%%

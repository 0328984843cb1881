//! Storage seam of the settlement core
//!
//! A [`SettlementStore`] hands out transactions. Everything a settlement or
//! drawdown writes goes through one [`SettlementTx`] and becomes visible only
//! when the store commits it. Dropping a transaction rolls it back.

mod memory;
mod postgres;

pub use memory::{MemorySettlementStore, MemoryTx};
pub use postgres::{PgSettlementStore, PgSettlementTx};

use async_trait::async_trait;
use insurance_service::{ClaimTarget, ClaimTx};
use uuid::Uuid;

use crate::error::BillingResult;
use crate::models::{Admission, Order, OrderRef, TransactionRecord, Wallet};

/// Billing-side operations of one open transaction
///
/// Extends [`ClaimTx`] so the claim ledger runs in the same transaction as
/// balance and order updates.
///
/// Callers lock in one order: admission or wallet first, then orders, then
/// claims and summaries.
#[async_trait]
pub trait SettlementTx: ClaimTx {
    /// Register a pending order and assign its arrival sequence; fails with
    /// `DuplicateOrder` when the target is already recorded
    async fn insert_order(&mut self, order: &OrderRef) -> BillingResult<Order>;

    /// Read an order without locking it
    async fn find_order(&mut self, target: &ClaimTarget) -> BillingResult<Option<Order>>;

    async fn lock_order(&mut self, target: &ClaimTarget) -> BillingResult<Option<Order>>;

    async fn update_order(&mut self, order: &Order) -> BillingResult<()>;

    /// Pending orders of every type linked to the admission, unordered
    async fn pending_admission_orders(&mut self, admission_id: Uuid) -> BillingResult<Vec<Order>>;

    async fn lock_admission(&mut self, admission_id: Uuid) -> BillingResult<Option<Admission>>;

    async fn update_admission(&mut self, admission: &Admission) -> BillingResult<()>;

    /// Lock the patient's wallet, creating an empty one on first use
    async fn lock_wallet(&mut self, patient_id: Uuid) -> BillingResult<Wallet>;

    async fn update_wallet(&mut self, wallet: &Wallet) -> BillingResult<()>;

    async fn insert_transaction(&mut self, record: &TransactionRecord) -> BillingResult<()>;
}

#[async_trait]
pub trait SettlementStore: Send + Sync {
    type Tx: SettlementTx + 'static;

    async fn begin(&self) -> BillingResult<Self::Tx>;

    async fn commit(&self, tx: Self::Tx) -> BillingResult<()>;
}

%%

_DESCRIPTION OF THE TASK:_ Return, line for line and unchanged, the data from its first line through the line containing "pub trait SettlementTx: ClaimTx".

_RESPONSE FOR THIS EXERCISE:_
repository 0328984843cb1881
//! Storage seam of the settlement core
//!
//! A [`SettlementStore`] hands out transactions. Everything a settlement or
//! drawdown writes goes through one [`SettlementTx`] and becomes visible only
//! when the store commits it. Dropping a transaction rolls it back.

mod memory;
mod postgres;

pub use memory::{MemorySettlementStore, MemoryTx};
pub use postgres::{PgSettlementStore, PgSettlementTx};

use async_trait::async_trait;
use insurance_service::{ClaimTarget, ClaimTx};
use uuid::Uuid;

use crate::error::BillingResult;
use crate::models::{Admission, Order, OrderRef, TransactionRecord, Wallet};

/// Billing-side operations of one open transaction
///
/// Extends [`ClaimTx`] so the claim ledger runs in the same transaction as
/// balance and order updates.
///
/// Callers lock in one order: admission or wallet first, then orders, then
/// claims and summaries.
#[async_trait]
pub trait SettlementTx: ClaimTx {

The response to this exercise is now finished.